The line containing "not be read" marks the end, so write out exactly every line from the top of the entries below through that one.

**DATASET RECORDS**
+---+
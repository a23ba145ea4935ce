//! Error types for gridorder
//!
//! Domain-specific error types using thiserror.

use std::path::PathBuf;
use thiserror::Error;

/// Build order construction, writing and reading errors
#[derive(Error, Debug)]
pub enum BuildOrderError {
    /// A graph lookup produced a project without a usable identity or location
    #[error("Malformed graph input for project {project}: {reason}")]
    MalformedGraphInput { project: String, reason: String },

    /// The build order could not be serialized
    #[error("Failed to serialize build order: {source}")]
    SerializationFailure {
        #[source]
        source: serde_yaml::Error,
    },

    /// Directory creation or file write failed
    #[error("Failed to write build order to '{path}': {source}")]
    WriteFailure {
        path: PathBuf,
        #[source]
        source: std::io::Error,
    },

    /// A dependency does not appear before the project that depends on it
    #[error("Project '{project}' depends on '{dependency}', which is not ordered before it")]
    OrderViolation { project: String, dependency: String },

    /// An existing build order document could not be read
    #[error("Failed to read build order from '{path}': {source}")]
    ReadFailure {
        path: PathBuf,
        #[source]
        source: std::io::Error,
    },

    /// An existing build order document is not valid
    #[error("Failed to parse build order '{path}': {source}")]
    ParseFailure {
        path: PathBuf,
        #[source]
        source: serde_yaml::Error,
    },
}

/// Project descriptor errors
#[derive(Error, Debug)]
pub enum DescriptorError {
    /// Descriptor file not found
    #[error("Project descriptor not found at '{path}'")]
    NotFound { path: PathBuf },

    /// Descriptor file is not valid TOML or misses required fields
    #[error("Failed to parse project descriptor '{path}': {error}")]
    ParseError { path: PathBuf, error: String },

    /// A declared module has no descriptor
    #[error("Module '{module}' declared in '{parent}' has no descriptor at '{path}'")]
    ModuleNotFound {
        module: String,
        parent: PathBuf,
        path: PathBuf,
    },

    /// A module aggregates itself, directly or through its modules
    #[error("Module '{path}' aggregates itself (aggregation cycle)")]
    AggregationCycle { path: PathBuf },

    /// Two aggregators list the same module
    #[error("Module '{path}' is aggregated more than once")]
    DuplicateModule { path: PathBuf },
}

/// Dependency resolution errors
#[derive(Error, Debug)]
pub enum ResolverError {
    /// Circular dependency detected
    #[error("Circular dependency detected: {}", cycle.join(" -> "))]
    CircularDependency { cycle: Vec<String> },

    /// Two members share the same coordinates
    #[error("Project '{coordinates}' is duplicated in the workspace: '{first}' and '{second}'")]
    DuplicateProject {
        coordinates: String,
        first: String,
        second: String,
    },
}

/// Filesystem errors
#[derive(Error, Debug)]
pub enum FilesystemError {
    /// Failed to read file
    #[error("Failed to read file '{path}': {error}")]
    ReadFile { path: PathBuf, error: String },

    /// Failed to resolve a path
    #[error("Failed to resolve path '{path}': {error}")]
    Canonicalize { path: PathBuf, error: String },
}

/// Workspace configuration errors
#[derive(Error, Debug)]
pub enum ConfigError {
    /// Failed to read config file
    #[error("Failed to read config file '{path}': {error}")]
    ReadError { path: String, error: String },

    /// Failed to parse config file
    #[error("Failed to parse config file '{path}': {error}")]
    ParseError { path: String, error: String },
}

/// Top-level gridorder error type
#[derive(Error, Debug)]
pub enum GridError {
    /// Build order error
    #[error(transparent)]
    BuildOrder(#[from] BuildOrderError),

    /// Descriptor error
    #[error(transparent)]
    Descriptor(#[from] DescriptorError),

    /// Resolver error
    #[error(transparent)]
    Resolver(#[from] ResolverError),

    /// Filesystem error
    #[error(transparent)]
    Filesystem(#[from] FilesystemError),

    /// Configuration error
    #[error(transparent)]
    Config(#[from] ConfigError),
}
+---+
**ANSWER AREA**
repository a23ba145ea4935ce
//! Error types for gridorder
//!
//! Domain-specific error types using thiserror.

use std::path::PathBuf;
use thiserror::Error;

/// Build order construction, writing and reading errors
#[derive(Error, Debug)]
pub enum BuildOrderError {
    /// A graph lookup produced a project without a usable identity or location
    #[error("Malformed graph input for project {project}: {reason}")]
    MalformedGraphInput { project: String, reason: String },

    /// The build order could not be serialized
    #[error("Failed to serialize build order: {source}")]
    SerializationFailure {
        #[source]
        source: serde_yaml::Error,
    },

    /// Directory creation or file write failed
    #[error("Failed to write build order to '{path}': {source}")]
    WriteFailure {
        path: PathBuf,
        #[source]
        source: std::io::Error,
    },

    /// A dependency does not appear before the project that depends on it
    #[error("Project '{project}' depends on '{dependency}', which is not ordered before it")]
    OrderViolation { project: String, dependency: String },

    /// An existing build order document could not be read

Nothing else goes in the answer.